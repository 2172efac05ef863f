//! Lifecycle zones of the lake.

use std::fmt;
use std::str::FromStr;

use serde::{Deserialize, Serialize};

use crate::error::PlanError;

/// Top-level lifecycle stage of a stored object.
///
/// Closed set. The zone is always the first path segment of every key.
#[derive(Debug, Clone, Copy, PartialEq, Eq, PartialOrd, Ord, Hash, Serialize, Deserialize)]
#[serde(rename_all = "snake_case")]
pub enum Zone {
    Raw,
    Staging,
    Processed,
    Features,
    Archive,
    Metadata,
    Models,
}

impl Zone {
    /// All zones, in declaration order.
    pub const ALL: [Zone; 7] = [
        Zone::Raw,
        Zone::Staging,
        Zone::Processed,
        Zone::Features,
        Zone::Archive,
        Zone::Metadata,
        Zone::Models,
    ];

    /// Path segment for this zone.
    pub fn as_str(&self) -> &'static str {
        match self {
            Zone::Raw => "raw",
            Zone::Staging => "staging",
            Zone::Processed => "processed",
            Zone::Features => "features",
            Zone::Archive => "archive",
            Zone::Metadata => "metadata",
            Zone::Models => "models",
        }
    }

    /// Archive is terminal: nothing transitions out of it.
    pub fn is_terminal(&self) -> bool {
        matches!(self, Zone::Archive)
    }
}

impl fmt::Display for Zone {
    fn fmt(&self, f: &mut fmt::Formatter<'_>) -> fmt::Result {
        f.write_str(self.as_str())
    }
}

impl FromStr for Zone {
    type Err = PlanError;

    fn from_str(s: &str) -> Result<Self, Self::Err> {
        Zone::ALL
            .into_iter()
            .find(|z| z.as_str() == s)
            .ok_or_else(|| PlanError::InvalidIdentifier {
                field: "zone",
                value: s.to_string(),
            })
    }
}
══════════════════════════════
■ WORK REQUEST: Write only the number of lines in the data where the string "FromStr" can be found.

■ EXERCISE RESULT: 2